Some local political leaders support the Army's plan. Anniston Mayor Chip
Howell and six other Calhoun County mayors pushed for the incineration to
start. "I'm as comfortable as I can be," he says.
Worried about 'the plume'
In Anniston and the cities and towns nearby, people talk a lot about "the
plume" — an accidentally released toxic cloud — and how fast it might move
over their homes and schools. The mood hovers between paranoia and imminent
panic, giving the city the pending doom feel of an old Twilight Zone episode.
Rumors and speculation are rampant. "People here feel hopeless," says the
Rev.
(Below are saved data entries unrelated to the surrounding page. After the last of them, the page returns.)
//! Server role
//!
//! The server card generates its own share, imports the server part of the
//! client keys (d''1, N1) and publishes the joint public modulus. At signing
//! time it takes the message and the client signature share and returns the
//! final signature.

use super::engine::{decode_bounded, load_paired_share, Engine, Outcome};
use super::{keys_already_set, Report};
use crate::apdu::{Command, StatusWord, NONE};
use crate::card::Transport;
use crate::codec::chunk::fragment_commands;
use crate::codec::number::encode_hex;
use crate::error::{ProxyError, Result};
use crate::storage::{read_record, ShareStore, Slot};

pub const APPLET_AID: [u8; 11] = [
    0x01, 0x02, 0x03, 0x04, 0x05, 0x06, 0x07, 0x08, 0x09, 0x01, 0x04,
];

pub const CLA: u8 = 0x80;

/// Instruction codes
pub const INS_GENERATE_KEYS: u8 = 0x10;
pub const INS_SET_CLIENT_KEYS: u8 = 0x12;
pub const INS_GET_PUBLIC_MODULUS: u8 = 0x14;
pub const INS_SET_CLIENT_SIGNATURE: u8 = 0x16;
pub const INS_SIGNATURE: u8 = 0x18;
pub const INS_GET_SIGNATURE: u8 = 0x20;
pub const INS_RESET: u8 = 0x22;

/// P1 parameters of INS_SET_CLIENT_KEYS
pub const P1_SET_N1: u8 = 0x00;
pub const P1_SET_D1_SERVER: u8 = 0x01;

/// P1 parameters of INS_SET_CLIENT_SIGNATURE
pub const P1_SET_MESSAGE: u8 = 0x00;
pub const P1_SET_SIGNATURE: u8 = 0x01;

/// Public exponent 65537, written in front of the public modulus.
pub const PUBLIC_EXPONENT: [u8; 3] = [0x01, 0x00, 0x01];

pub fn generate_keys<T: Transport>(
    engine: &mut Engine<T>,
    store: &dyn ShareStore,
    report: &mut Report,
) -> Result<()> {
    let keygen = Command::new(CLA, INS_GENERATE_KEYS, NONE, NONE);
    let outcome = engine.send_tolerating(&keygen, "Keygen", StatusWord::COMMAND_NOT_ALLOWED)?;
    if let Outcome::Tolerated { status, .. } = outcome {
        return Err(keys_already_set("Keygen", status));
    }
    report.step("Generating keys...");

    set_client_keys(engine, store, report)?;

    engine.fetch_and_store(
        store,
        Slot::PublicKey,
        encode_hex(&PUBLIC_EXPONENT),
        "GetModulus",
        CLA,
        INS_GET_PUBLIC_MODULUS,
    )?;
    report.wrote(Slot::PublicKey);
    report.step("Storing public modulus...");
    Ok(())
}

/// Import the server share of the client keys.
fn set_client_keys<T: Transport>(
    engine: &mut Engine<T>,
    store: &dyn ShareStore,
    report: &mut Report,
) -> Result<()> {
    let pair = load_paired_share(
        store,
        Slot::ServerBoundKeys,
        CLA,
        INS_SET_CLIENT_KEYS,
        P1_SET_D1_SERVER,
        P1_SET_N1,
    )?;
    report.step("Loading client keys...");

    engine.send_batch(&pair.exponent, "Set D''1")?;
    engine.send_batch(&pair.modulus, "Set N1")?;
    report.step("Transmitting client keys share...");
    Ok(())
}

pub fn sign_message<T: Transport>(
    engine: &mut Engine<T>,
    store: &dyn ShareStore,
    report: &mut Report,
) -> Result<()> {
    let message = send_client_signature(engine, store, report)?;

    engine.send(&Command::new(CLA, INS_SIGNATURE, NONE, NONE), "Sign")?;
    report.step("Signing...");

    engine.fetch_and_store(
        store,
        Slot::FinalSignature,
        message,
        "GetFinalSig",
        CLA,
        INS_GET_SIGNATURE,
    )?;
    report.wrote(Slot::FinalSignature);
    report.step("Storing final signature...");
    Ok(())
}

/// Load the message and client signature share and hand both to the card.
/// Returns the message line.
fn send_client_signature<T: Transport>(
    engine: &mut Engine<T>,
    store: &dyn ShareStore,
    report: &mut Report,
) -> Result<String> {
    let mut lines = read_record(store, Slot::ClientSignature, 2)?;
    let message = decode_bounded(&lines[0], "Message")?;
    let signature = decode_bounded(&lines[1], "Client signature share")?;

    let cmd_message =
        fragment_commands(&message, CLA, INS_SET_CLIENT_SIGNATURE, P1_SET_MESSAGE)?;
    let cmd_signature =
        fragment_commands(&signature, CLA, INS_SET_CLIENT_SIGNATURE, P1_SET_SIGNATURE)?;
    report.step("Loading client signature...");

    let outcome = engine.send_batch_tolerating(
        &cmd_message,
        "Set message",
        StatusWord::CONDITIONS_NOT_SATISFIED,
    )?;
    if let Outcome::Tolerated { status, .. } = outcome {
        return Err(ProxyError::Refused {
            operation: "Set message".to_string(),
            status,
            reason: "Keys have not been generated/set yet.",
        });
    }
    engine.send_batch(&cmd_signature, "Set client signature share")?;
    report.step("Transmitting client signature...");

    Ok(lines.swap_remove(0))
}
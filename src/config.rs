use anyhow::{Context, Result};
use serde::{Deserialize, Serialize};
use std::path::Path;
use std::time::Duration;

/// Main configuration for rummage.
#[derive(Debug, Clone, Serialize, Deserialize, Default)]
#[serde(default)]
pub struct Config {
    pub site: SiteConfig,
    pub fetch: FetchConfig,
}

/// Which site to search.
#[derive(Debug, Clone, Serialize, Deserialize)]
#[serde(default)]
pub struct SiteConfig {
    /// Base URL of the site whose index is queried
    pub url: String,
    /// Path of the published index artifact
    pub index_path: String,
}

impl Default for SiteConfig {
    fn default() -> Self {
        Self {
            url: "http://localhost:1313".into(),
            index_path: "/search-index.json".into(),
        }
    }
}

/// HTTP fetch behavior.
#[derive(Debug, Clone, Copy, Serialize, Deserialize)]
#[serde(default)]
pub struct FetchConfig {
    /// Request timeout in seconds
    pub timeout_secs: u64,
}

impl Default for FetchConfig {
    fn default() -> Self {
        Self { timeout_secs: 10 }
    }
}

impl FetchConfig {
    pub fn timeout(&self) -> Duration {
        Duration::from_secs(self.timeout_secs)
    }
}

impl Config {
    /// File name looked up in the working directory when no explicit
    /// config path is given.
    pub const FILE_NAME: &'static str = "rummage.toml";

    /// Load configuration from a TOML file
    pub fn load(path: &Path) -> Result<Self> {
        let content = std::fs::read_to_string(path)
            .with_context(|| format!("Failed to read config file: {}", path.display()))?;
        toml::from_str(&content)
            .with_context(|| format!("Failed to parse config file: {}", path.display()))
    }

    /// Save configuration to a TOML file
    pub fn save(&self, path: &Path) -> Result<()> {
        let content = toml::to_string_pretty(self).context("Failed to serialize config")?;
        if let Some(parent) = path.parent() {
            std::fs::create_dir_all(parent).with_context(|| {
                format!("Failed to create config directory: {}", parent.display())
            })?;
        }
        std::fs::write(path, content)
            .with_context(|| format!("Failed to write config file: {}", path.display()))
    }

    /// Resolve configuration for a command: an explicit file if given,
    /// else `rummage.toml` in the working directory, else defaults.
    pub fn resolve(path: Option<&Path>) -> Result<Self> {
        match path {
            Some(path) => Self::load(path),
            None => {
                let default = Path::new(Self::FILE_NAME);
                if default.exists() {
                    Self::load(default)
                } else {
                    Ok(Self::default())
                }
            }
        }
    }
}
Nimrod Reynolds, senior pastor of 17th Street Missionary Baptist Church.
Brenda Lindell is concerned and she doesn't even live in the pink zone. Her
home in east Anniston is in a nearby area where the residents were given
air-filtration units and shelter-in-place kits.
Lindell, a founder of Families Concerned about Nerve Gas Incineration, fought
the project for more than a decade.
"You think that's going to keep me safe?" she says, poking through the box
containing her kit. "I don't think so."